The First Law (49 page)

Read The First Law Online

Authors: John Lescroart

Hardy left Nat’s place at 10:30. He called Frannie from there and Susan, who was still awake, told him that his emotionally drained and exhausted wife was asleep on the fold-out. Hardy, no less depleted, was nonetheless wired and would not be able to sleep even if he had a truckload of valium on board. But a black and tan or two might do the trick. He told Susan he was stopping by to see her husband and might not be home until the bar closed. Nobody should worry. Things might be looking up.

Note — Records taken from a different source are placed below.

//! Animated tree of orbiting bodies.

use std::cell::RefCell;
use std::rc::Rc;

use glam::Vec3;
use orrery_core::mesh::generators::{generate_colored_cube, generate_sphere};
use orrery_graphics::mesh::UsageHint;
use orrery_graphics::{GraphicsContext, MeshBuffer, MeshDrawSink, RenderStats, SceneGraphRenderer};

use crate::camera::Camera;
use crate::config::{NamedSystem, SystemCatalog};
use crate::error::{ConfigError, DemoError};
use crate::frame_loop::Scene;
use crate::program::LoggingProgram;

const BODY_RESOLUTION: u32 = 32;

/// Renders one system from a [`SystemCatalog`], advancing simulation time
/// while playing.
///
/// Every body is drawn with the same unit mesh: a sphere, or a colored cube
/// when debug cubes are on.
pub struct SolarSystemScene<C: GraphicsContext> {
    context: Rc<RefCell<C>>,
    catalog: SystemCatalog,
    selected: usize,
    time: f32,
    playing: bool,
    debug_cubes: bool,
    sphere: Option<MeshBuffer<C>>,
    cube: Option<MeshBuffer<C>>,
    camera: Camera,
    program: LoggingProgram,
    renderer: SceneGraphRenderer,
}

impl<C: GraphicsContext> SolarSystemScene<C> {
    /// Create a paused scene showing the catalog's first system.
    pub fn new(context: Rc<RefCell<C>>, catalog: SystemCatalog) -> Self {
        Self {
            context,
            catalog,
            selected: 0,
            time: 0.0,
            playing: false,
            debug_cubes: false,
            sphere: None,
            cube: None,
            camera: Camera::new(Vec3::new(100.0, 100.0, 100.0), Vec3::ZERO),
            program: LoggingProgram::new("solar-system"),
            renderer: SceneGraphRenderer::new(),
        }
    }

    /// Systems this scene can switch between.
    pub fn catalog(&self) -> &SystemCatalog {
        &self.catalog
    }

    /// The system being rendered.
    pub fn selected_system(&self) -> &NamedSystem {
        self.catalog
            .system(self.selected)
            .unwrap_or_else(|| self.catalog.default_system())
    }

    /// Switch to the named system. Simulation time carries over.
    pub fn select_system(&mut self, name: &str) -> Result<(), ConfigError> {
        self.selected = self.catalog.index_of(name)?;
        log::info!("Selected system `{}`", name);
        Ok(())
    }

    /// Simulation time in milliseconds.
    pub fn time(&self) -> f32 {
        self.time
    }

    /// Jump to a simulation time in milliseconds.
    pub fn set_time(&mut self, time: f32) {
        self.time = time;
    }

    /// Whether time advances on draw.
    pub fn is_playing(&self) -> bool {
        self.playing
    }

    /// Advance time on every drawn frame.
    pub fn play(&mut self) {
        self.playing = true;
    }

    /// Freeze time. Frames are still drawn.
    pub fn pause(&mut self) {
        self.playing = false;
    }

    /// Flip between playing and paused.
    pub fn toggle_playing(&mut self) {
        self.playing = !self.playing;
    }

    /// Whether bodies are drawn as colored cubes.
    pub fn debug_cubes(&self) -> bool {
        self.debug_cubes
    }

    /// Draw every body as a colored cube instead of a sphere.
    pub fn set_debug_cubes(&mut self, enabled: bool) {
        self.debug_cubes = enabled;
    }

    /// Uniforms written by the last drawn body.
    pub fn program(&self) -> &LoggingProgram {
        &self.program
    }

    /// Counters from the last drawn frame.
    pub fn last_stats(&self) -> RenderStats {
        self.renderer.last_stats()
    }
}

impl<C: GraphicsContext> Scene for SolarSystemScene<C> {
    fn name(&self) -> &str {
        "solar-system"
    }

    fn start(&mut self) -> Result<(), DemoError> {
        if self.sphere.is_none() {
            let geometry = generate_sphere(BODY_RESOLUTION, BODY_RESOLUTION, 1.0);
            self.sphere = Some(MeshBuffer::from_geometry(
                self.context.clone(),
                &geometry,
                UsageHint::Static,
            )?);
        }
        if self.cube.is_none() {
            self.cube = Some(MeshBuffer::from_geometry(
                self.context.clone(),
                &generate_colored_cube(),
                UsageHint::Static,
            )?);
        }
        log::info!(
            "Solar system scene started with `{}`",
            self.selected_system().name
        );
        Ok(())
    }

    fn draw(&mut self, delta: f32) -> Result<(), DemoError> {
        if self.playing {
            self.time += delta;
        }

        let mesh = if self.debug_cubes {
            self.cube.as_ref()
        } else {
            self.sphere.as_ref()
        };
        let mesh = mesh.ok_or_else(|| DemoError::NotStarted("solar-system".to_string()))?;

        let system = self
            .catalog
            .system(self.selected)
            .unwrap_or_else(|| self.catalog.default_system());
        let view_projection = self.camera.view_projection_matrix();
        let mut sink = MeshDrawSink::new(mesh, &mut self.program);
        self.renderer
            .render(&view_projection, &system.root, self.time, &mut sink)?;
        Ok(())
    }

    fn end(&mut self) -> Result<(), DemoError> {
        for mut mesh in [self.sphere.take(), self.cube.take()].into_iter().flatten() {
            mesh.dispose()?;
        }
        Ok(())
    }
}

When he got to the Shamrock, the forty or fifty patrons were kicking into the kind of manic mode he’d seen hundreds of times over the years. Suddenly it was the kind of night that developed out of nowhere when a critical mass of humanity encountered just the right cosmic mix of alcohol, noise, and sexual possibilities. The juke, which had been audible down around the corner on Tenth where Hardy had parked, blared out Toby Keith’s “Wanna Talk About Me” at the absolute limit of its speakers. Some football, loud, on the two TV’s. The four dartboards had games going; all the stools were taken at the bar. Chairs, couches, floor space, packed.

Hardy made his way through the crowd, nodding and talking to the many familiar faces, a steady line of patter going, since he knew most of the patrons at least by sight. The Shamrock was the oldest bar in the city, now going on 110, but it wasn’t big. Side to side, the public area from the bar stools to the wall was maybe twelve feet. Back at the dartboards, it widened to eighteen or so. He worked his way through the mob to the back of the bar, then hung his coat on the rack and ducked under the opening.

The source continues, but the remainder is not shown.